### Supplied material ###

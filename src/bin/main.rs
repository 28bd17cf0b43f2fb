use anyhow::Context;
use clap::{Parser, Subcommand};
use eoka_replay::{
    EokaPage, Flow, Inputs, PageDriver, Replayer, Settings, TaskStatus, TaskStore,
};
use std::path::PathBuf;
use std::sync::Arc;
use std::time::Duration;
use tracing::{debug, warn, Level};
use tracing_subscriber::FmtSubscriber;

#[derive(Parser)]
#[command(name = "eoka-replay")]
#[command(about = "Replay recorded browser user flows")]
#[command(version)]
struct Cli {
    #[command(subcommand)]
    command: Command,

    /// Settings file (YAML)
    #[arg(short, long, global = true, value_name = "FILE")]
    config: Option<PathBuf>,

    /// Verbose output (-v for info, -vv for debug)
    #[arg(short, long, global = true, action = clap::ArgAction::Count)]
    verbose: u8,

    /// Quiet mode (only errors)
    #[arg(short, long, global = true)]
    quiet: bool,
}

#[derive(Subcommand)]
enum Command {
    /// Replay a flow in a fresh browser
    Run {
        /// Flow file, relative to the flows directory
        flow: String,

        /// Set an input (can be used multiple times)
        #[arg(short = 'I', long = "input", value_name = "KEY=VALUE")]
        inputs: Vec<String>,

        /// JSON object of inputs; -I values take precedence
        #[arg(long = "inputs", value_name = "FILE")]
        inputs_file: Option<PathBuf>,

        /// Run in headless mode (overrides settings)
        #[arg(long)]
        headless: bool,
    },

    /// Print a flow's input schema
    Schema {
        /// Flow file, relative to the flows directory
        flow: String,
    },

    /// Parse a flow without running it
    Check {
        /// Flow file, relative to the flows directory
        flow: String,
    },
}

#[tokio::main]
async fn main() -> anyhow::Result<()> {
    let cli = Cli::parse();

    let level = if cli.quiet {
        Level::ERROR
    } else {
        match cli.verbose {
            0 => Level::WARN,
            1 => Level::INFO,
            _ => Level::DEBUG,
        }
    };

    FmtSubscriber::builder()
        .with_max_level(level)
        .with_target(false)
        .with_thread_ids(false)
        .with_file(false)
        .with_line_number(false)
        .compact()
        .init();

    let settings = match cli.config {
        Some(ref path) => Settings::load(path)
            .with_context(|| format!("loading settings from {}", path.display()))?,
        None => Settings::from_env()?,
    };
    let replayer = Replayer::from_settings(&settings, TaskStore::new());

    match cli.command {
        Command::Run {
            flow,
            inputs,
            inputs_file,
            headless,
        } => {
            let mut merged = match inputs_file {
                Some(path) => {
                    let content = std::fs::read_to_string(&path)
                        .with_context(|| format!("reading inputs from {}", path.display()))?;
                    Inputs::from_json(&content)?
                }
                None => Inputs::new(),
            };
            merged = merged.merge(Inputs::from_args(&inputs)?);

            let mut settings = settings;
            if headless {
                settings.browser.headless = true;
            }
            run(&replayer, &settings, &flow, merged).await
        }
        Command::Schema { flow } => {
            let schema = replayer
                .input_schema(&flow)
                .await
                .with_context(|| format!("reading flow {}", flow))?;
            println!("{}", serde_json::to_string_pretty(&schema)?);
            Ok(())
        }
        Command::Check { flow } => {
            check(&replayer, &flow).with_context(|| format!("checking flow {}", flow))
        }
    }
}

async fn run(
    replayer: &Replayer,
    settings: &Settings,
    flow_ref: &str,
    inputs: Inputs,
) -> anyhow::Result<()> {
    let path = replayer.resolve_path(flow_ref);
    let flow = Flow::load_with_inputs(&path, &inputs)
        .with_context(|| format!("loading flow {}", path.display()))?;
    let (width, height) = match settings.browser.viewport {
        Some(v) => (v.width, v.height),
        None => flow.initial_viewport().unwrap_or((1280, 720)),
    };

    let stealth = eoka::StealthConfig {
        headless: settings.browser.headless,
        proxy: settings.browser.proxy.clone(),
        user_agent: settings.browser.user_agent.clone(),
        viewport_width: width,
        viewport_height: height,
        ..Default::default()
    };

    debug!(
        "Launching browser (headless: {}, viewport: {}x{})",
        settings.browser.headless, width, height
    );
    let browser = Arc::new(
        eoka::Browser::launch_with_config(stealth)
            .await
            .context("launching browser")?,
    );
    let page = EokaPage::open(browser.clone(), "about:blank")
        .await?
        .with_poll_interval(settings.poll_interval_ms);
    let page: Arc<dyn PageDriver> = Arc::new(page);

    println!("Replaying: {}", flow.title.as_deref().unwrap_or(flow_ref));

    let handle = replayer.launch(flow_ref, inputs, page).await;
    let task_id = handle.task_id();
    let poll = Duration::from_millis(settings.poll_interval_ms);
    loop {
        let entry = replayer.store().status(task_id).await?;
        if entry.status.is_terminal() {
            break;
        }
        tokio::time::sleep(poll).await;
    }
    let entry = handle.wait().await?;

    println!("{}", serde_json::to_string_pretty(&entry)?);

    // The replay task has exited, so this is the last reference.
    match Arc::try_unwrap(browser) {
        Ok(browser) => browser.close().await?,
        Err(_) => warn!("Browser still referenced; leaving it to exit on drop"),
    }

    if entry.status == TaskStatus::Failed {
        std::process::exit(1);
    }
    Ok(())
}

fn check(replayer: &Replayer, flow_ref: &str) -> eoka_replay::Result<()> {
    let path = replayer.resolve_path(flow_ref);
    let flow = Flow::load(&path)?;

    println!("Flow valid: {}", flow.title.as_deref().unwrap_or(flow_ref));
    println!("  Path: {}", path.display());
    println!("  Steps: {}", flow.steps.len());
    for (index, step) in flow.steps.iter().enumerate() {
        let selector = step
            .selectors
            .iter()
            .find(|s| s.query().is_some())
            .map(|s| format!(" {}", s))
            .unwrap_or_default();
        println!("    {}. {}{}", index, step.action.name(), selector);
        for event in &step.asserted_events {
            println!("       asserts {}", event.name());
        }
    }
    if flow.input_schema.is_some() {
        println!("  Input schema: yes");
    }
    Ok(())
}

###

Assignment
Find the string "long" in the material above, and report every line where it occurs.

Expected answer
    #[arg(short, long, global = true, value_name = "FILE")]
    #[arg(short, long, global = true, action = clap::ArgAction::Count)]
    #[arg(short, long, global = true)]
        #[arg(short = 'I', long = "input", value_name = "KEY=VALUE")]
        #[arg(long = "inputs", value_name = "FILE")]
        #[arg(long)]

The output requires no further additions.